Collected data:
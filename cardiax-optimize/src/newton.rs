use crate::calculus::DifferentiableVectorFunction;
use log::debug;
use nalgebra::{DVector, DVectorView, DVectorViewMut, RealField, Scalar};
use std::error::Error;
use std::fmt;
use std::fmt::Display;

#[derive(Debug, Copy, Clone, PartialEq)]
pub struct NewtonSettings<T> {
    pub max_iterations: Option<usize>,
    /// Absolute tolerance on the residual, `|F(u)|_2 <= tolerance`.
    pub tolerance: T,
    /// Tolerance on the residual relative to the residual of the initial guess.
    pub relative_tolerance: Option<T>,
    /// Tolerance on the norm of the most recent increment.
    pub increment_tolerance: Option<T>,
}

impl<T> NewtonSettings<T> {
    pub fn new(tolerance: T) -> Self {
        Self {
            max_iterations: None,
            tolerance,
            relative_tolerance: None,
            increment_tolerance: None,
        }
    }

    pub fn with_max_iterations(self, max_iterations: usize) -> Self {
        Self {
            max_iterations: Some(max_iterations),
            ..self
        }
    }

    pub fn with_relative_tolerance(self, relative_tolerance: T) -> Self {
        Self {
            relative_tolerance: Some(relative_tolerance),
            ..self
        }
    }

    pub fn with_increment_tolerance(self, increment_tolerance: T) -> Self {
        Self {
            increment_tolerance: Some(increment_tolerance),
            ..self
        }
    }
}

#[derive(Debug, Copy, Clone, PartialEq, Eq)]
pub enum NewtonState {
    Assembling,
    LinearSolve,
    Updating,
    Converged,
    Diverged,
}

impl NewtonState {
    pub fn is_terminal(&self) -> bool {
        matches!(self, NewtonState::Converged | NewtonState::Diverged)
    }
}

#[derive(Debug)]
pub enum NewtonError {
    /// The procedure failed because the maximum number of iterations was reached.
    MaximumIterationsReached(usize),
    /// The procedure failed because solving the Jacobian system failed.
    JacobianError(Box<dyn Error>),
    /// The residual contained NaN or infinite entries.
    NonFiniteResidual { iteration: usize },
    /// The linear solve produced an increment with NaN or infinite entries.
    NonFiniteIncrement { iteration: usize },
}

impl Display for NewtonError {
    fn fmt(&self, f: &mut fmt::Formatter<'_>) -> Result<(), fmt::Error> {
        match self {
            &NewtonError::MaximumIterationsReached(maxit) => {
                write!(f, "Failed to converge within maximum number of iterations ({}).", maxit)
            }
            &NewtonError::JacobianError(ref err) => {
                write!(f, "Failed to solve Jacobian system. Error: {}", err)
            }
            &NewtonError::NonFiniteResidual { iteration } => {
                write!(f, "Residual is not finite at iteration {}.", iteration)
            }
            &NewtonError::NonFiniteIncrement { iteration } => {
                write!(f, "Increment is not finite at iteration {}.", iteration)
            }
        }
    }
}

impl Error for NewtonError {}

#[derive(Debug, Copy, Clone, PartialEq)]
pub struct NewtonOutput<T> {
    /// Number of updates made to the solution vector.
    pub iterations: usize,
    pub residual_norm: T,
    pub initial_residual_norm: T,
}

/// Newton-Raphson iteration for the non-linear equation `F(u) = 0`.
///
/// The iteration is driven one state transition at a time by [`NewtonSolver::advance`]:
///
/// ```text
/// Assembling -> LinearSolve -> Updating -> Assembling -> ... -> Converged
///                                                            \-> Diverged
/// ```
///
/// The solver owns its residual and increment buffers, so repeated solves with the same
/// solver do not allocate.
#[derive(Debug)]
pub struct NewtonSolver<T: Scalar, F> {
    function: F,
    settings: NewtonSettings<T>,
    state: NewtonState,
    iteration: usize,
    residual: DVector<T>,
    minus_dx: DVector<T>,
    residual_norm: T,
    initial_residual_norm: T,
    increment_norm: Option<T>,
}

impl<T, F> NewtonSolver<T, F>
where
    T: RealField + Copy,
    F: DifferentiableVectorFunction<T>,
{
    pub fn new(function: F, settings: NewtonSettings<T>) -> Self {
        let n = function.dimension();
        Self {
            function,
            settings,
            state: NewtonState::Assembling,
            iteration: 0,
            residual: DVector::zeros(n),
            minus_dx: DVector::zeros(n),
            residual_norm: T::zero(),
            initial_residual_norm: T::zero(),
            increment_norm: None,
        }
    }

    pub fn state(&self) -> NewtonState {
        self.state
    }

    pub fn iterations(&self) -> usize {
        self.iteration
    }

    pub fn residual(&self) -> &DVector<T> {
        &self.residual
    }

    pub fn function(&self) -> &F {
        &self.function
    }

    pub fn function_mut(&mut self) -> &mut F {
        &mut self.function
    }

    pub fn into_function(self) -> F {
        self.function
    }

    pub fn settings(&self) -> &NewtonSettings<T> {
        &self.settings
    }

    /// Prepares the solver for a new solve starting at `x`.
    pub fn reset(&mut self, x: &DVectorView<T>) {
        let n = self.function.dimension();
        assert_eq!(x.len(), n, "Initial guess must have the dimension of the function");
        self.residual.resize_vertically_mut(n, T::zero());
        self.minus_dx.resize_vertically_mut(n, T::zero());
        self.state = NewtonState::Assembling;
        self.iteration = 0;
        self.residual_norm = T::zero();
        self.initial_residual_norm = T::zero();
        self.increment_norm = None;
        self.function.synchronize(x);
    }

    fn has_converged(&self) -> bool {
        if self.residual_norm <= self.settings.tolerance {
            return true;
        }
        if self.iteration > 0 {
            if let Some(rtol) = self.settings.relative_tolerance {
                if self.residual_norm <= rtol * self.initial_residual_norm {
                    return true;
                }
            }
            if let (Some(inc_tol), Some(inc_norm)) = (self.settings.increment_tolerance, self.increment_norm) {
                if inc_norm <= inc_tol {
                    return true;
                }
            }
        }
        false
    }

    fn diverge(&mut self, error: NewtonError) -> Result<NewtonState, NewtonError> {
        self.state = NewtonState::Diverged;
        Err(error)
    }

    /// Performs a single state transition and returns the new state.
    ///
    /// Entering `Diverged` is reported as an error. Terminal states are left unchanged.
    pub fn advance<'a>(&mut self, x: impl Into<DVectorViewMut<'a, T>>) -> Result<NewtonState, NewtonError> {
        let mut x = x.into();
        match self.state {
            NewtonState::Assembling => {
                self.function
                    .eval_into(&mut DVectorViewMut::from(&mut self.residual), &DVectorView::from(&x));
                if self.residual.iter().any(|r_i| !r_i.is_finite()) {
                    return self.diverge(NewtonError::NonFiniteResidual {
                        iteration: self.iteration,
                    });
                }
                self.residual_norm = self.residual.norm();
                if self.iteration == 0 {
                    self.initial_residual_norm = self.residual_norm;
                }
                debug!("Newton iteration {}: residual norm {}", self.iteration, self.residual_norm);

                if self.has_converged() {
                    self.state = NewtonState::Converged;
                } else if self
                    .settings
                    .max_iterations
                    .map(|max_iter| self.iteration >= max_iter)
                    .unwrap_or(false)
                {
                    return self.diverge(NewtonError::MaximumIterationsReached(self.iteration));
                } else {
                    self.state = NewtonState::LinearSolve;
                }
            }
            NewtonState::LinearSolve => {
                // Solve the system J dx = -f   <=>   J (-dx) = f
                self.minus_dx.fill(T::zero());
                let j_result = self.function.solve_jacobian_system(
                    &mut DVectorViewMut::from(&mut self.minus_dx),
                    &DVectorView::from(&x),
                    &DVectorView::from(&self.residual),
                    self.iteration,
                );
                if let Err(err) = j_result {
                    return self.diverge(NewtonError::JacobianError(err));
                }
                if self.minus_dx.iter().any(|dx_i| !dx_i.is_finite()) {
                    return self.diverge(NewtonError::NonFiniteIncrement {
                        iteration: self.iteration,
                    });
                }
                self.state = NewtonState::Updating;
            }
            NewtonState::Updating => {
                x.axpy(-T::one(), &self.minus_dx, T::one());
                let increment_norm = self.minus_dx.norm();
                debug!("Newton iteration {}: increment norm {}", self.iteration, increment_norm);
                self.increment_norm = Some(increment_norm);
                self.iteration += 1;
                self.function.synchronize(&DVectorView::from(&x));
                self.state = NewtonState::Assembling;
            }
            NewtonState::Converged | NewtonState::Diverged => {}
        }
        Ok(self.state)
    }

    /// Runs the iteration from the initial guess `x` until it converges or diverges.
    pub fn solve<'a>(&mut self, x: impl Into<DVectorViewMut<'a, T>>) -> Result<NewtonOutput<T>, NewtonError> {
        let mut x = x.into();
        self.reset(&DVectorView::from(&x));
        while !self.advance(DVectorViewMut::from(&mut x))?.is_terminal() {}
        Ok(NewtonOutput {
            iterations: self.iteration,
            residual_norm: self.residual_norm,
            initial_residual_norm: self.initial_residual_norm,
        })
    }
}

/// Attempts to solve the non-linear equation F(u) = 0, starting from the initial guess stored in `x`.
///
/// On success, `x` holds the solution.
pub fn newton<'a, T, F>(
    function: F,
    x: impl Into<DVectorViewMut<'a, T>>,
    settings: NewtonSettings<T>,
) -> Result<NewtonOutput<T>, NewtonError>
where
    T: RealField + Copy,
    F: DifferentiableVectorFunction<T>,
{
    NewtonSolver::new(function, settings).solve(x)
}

YOUR GOAL:
In the entries above, how many lines contain the word "NewtonOutput"? Provide the number alone.

REPLY:
4